Las horas se arrastrar alargando la dolorosa monotonía de un
día azul y brillante, pestañeo inquieta cegada por el sol del mediodía,
asfixiante como el humo de un escape defectuoso.
¿Cómo se mide el amor al prójimo? ¿Cuantos mensajes vale una
amistad? ¿Cuántas horas de charla un noviazgo? ¿Cuántas noches en vela un
corazón roto?
La brisa de la disipan te mañana me arranca un suspiro
haciéndome pensar en todas las palabras, que, sin tener la culpa me han dañado,
filosas y retumbantes de la boca de amigos y extraños, pretendientes y
compañeros; palabras sin razón existente. Fría, Indiferente, hipócrita; duelen
tanto como pensar “solo me acerque a ti con otras intenciones y ahora al no
obtener lo que quise me voy reclamando pues, obviamente, es tu culpa que no
puedas amarme”.
¿Acaso no sonrió y lloro como todos los demás? Aun así soy
indiferente y con corazón de hielo.
Se creería que después de escucharlo tantas veces me
molestaría menos. Sí, me suplican que cure su soledad, que le dé luz a sus días
y calor a su espacio pero… ¿Quién me curara a mi?

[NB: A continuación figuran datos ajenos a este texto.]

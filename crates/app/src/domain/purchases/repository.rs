//! Purchases Repository

use jiff_sqlx::Timestamp as SqlxTimestamp;
use rust_decimal::Decimal;
use sqlx::{FromRow, Postgres, Row, Transaction, postgres::PgRow, query_as, query_scalar};

use crate::domain::{
    identities::UserId,
    packages::records::PackageId,
    purchases::{
        data::NewPurchase,
        records::{PurchaseId, PurchaseRecord, PurchaseStatus, PurchaseSummary},
    },
};

const PACKAGE_EXISTS_SQL: &str = include_str!("sql/package_exists.sql");
const CREATE_PURCHASE_SQL: &str = include_str!("sql/create_purchase.sql");
const LIST_PURCHASES_FOR_USER_SQL: &str = include_str!("sql/list_purchases_for_user.sql");
const PURCHASE_SUMMARY_SQL: &str = include_str!("sql/purchase_summary.sql");

#[derive(Debug, Clone, Default)]
pub(crate) struct PgPurchasesRepository;

impl PgPurchasesRepository {
    #[must_use]
    pub(crate) fn new() -> Self {
        Self
    }

    pub(crate) async fn package_exists(
        &self,
        tx: &mut Transaction<'_, Postgres>,
        package: &PackageId,
    ) -> Result<bool, sqlx::Error> {
        query_scalar(PACKAGE_EXISTS_SQL)
            .bind(package.as_str())
            .fetch_one(&mut **tx)
            .await
    }

    pub(crate) async fn create_purchase(
        &self,
        tx: &mut Transaction<'_, Postgres>,
        purchase: PurchaseId,
        status: PurchaseStatus,
        new: &NewPurchase,
    ) -> Result<PurchaseRecord, sqlx::Error> {
        query_as::<Postgres, PurchaseRecord>(CREATE_PURCHASE_SQL)
            .bind(purchase.as_str())
            .bind(new.user_id.as_str())
            .bind(new.package_id.as_str())
            .bind(new.amount)
            .bind(status.as_str())
            .bind(new.payment_reference.as_deref())
            .fetch_one(&mut **tx)
            .await
    }

    pub(crate) async fn list_purchases_for_user(
        &self,
        tx: &mut Transaction<'_, Postgres>,
        user: &UserId,
    ) -> Result<Vec<PurchaseRecord>, sqlx::Error> {
        query_as::<Postgres, PurchaseRecord>(LIST_PURCHASES_FOR_USER_SQL)
            .bind(user.as_str())
            .fetch_all(&mut **tx)
            .await
    }

    pub(crate) async fn purchase_summary(
        &self,
        tx: &mut Transaction<'_, Postgres>,
    ) -> Result<PurchaseSummary, sqlx::Error> {
        let (total_purchases, total_revenue): (i64, Decimal) = query_as(PURCHASE_SUMMARY_SQL)
            .fetch_one(&mut **tx)
            .await?;

        let total_purchases =
            u64::try_from(total_purchases).map_err(|e| sqlx::Error::ColumnDecode {
                index: "total_purchases".to_string(),
                source: Box::new(e),
            })?;

        Ok(PurchaseSummary {
            total_purchases,
            total_revenue,
        })
    }
}

impl<'r> FromRow<'r, PgRow> for PurchaseRecord {
    fn from_row(row: &'r PgRow) -> sqlx::Result<Self> {
        let status = row
            .try_get::<String, _>("status")?
            .parse::<PurchaseStatus>()
            .map_err(|e| sqlx::Error::ColumnDecode {
                index: "status".to_string(),
                source: Box::new(e),
            })?;

        Ok(Self {
            id: PurchaseId::new(row.try_get::<String, _>("id")?),
            user_id: UserId::new(row.try_get::<String, _>("user_id")?),
            package_id: PackageId::new(row.try_get::<String, _>("package_id")?),
            package_name: row.try_get("package_name")?,
            amount: row.try_get("amount")?,
            status,
            payment_reference: row.try_get("payment_reference")?,
            purchase_date: row.try_get::<SqlxTimestamp, _>("purchase_date")?.to_jiff(),
        })
    }
}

Los pretendientes desdichados son solo una manera de hacerte
sentir miserable y cruel.
El amor es como la energía, como la vida misma, se contrae y
expande; inplota y se transjiversa; nunca se destruye; se posesiona de cuerpos a
veces similares, a veces ficticios; tiene mas rosters que dios.
No es racional, no puedes intimidarlo o escapar, es tan
sutil como un ferrocarril a toda
velocidad soplando su silbato un lunes por la mañana.
Recargo mi frente en el escritorio, uniforme y plano. Sin
calor corporal, sin respiración o pulso. Acaso ¿así se siente mi pecho cuando
se recargan sobre él? Tieso, duro y sin forma.
Pasan su tiempo endulzando palabras para describirme y ante
el primer rechazo me convierten en un mueble gris sin luz ni gracia. Un
recipiente vacio.
Yo también quiero amar y ser amada, quiero que ambos nos
complementemos. Quiero ser reparada.
Pienso en retroceso y noto que sonrió más últimamente, aun
siento infelicidad eso no ha cambiado, solo… no me queda nada más. Solo puedo sonreír.
Ante todas las cosas quiero ser fuerte.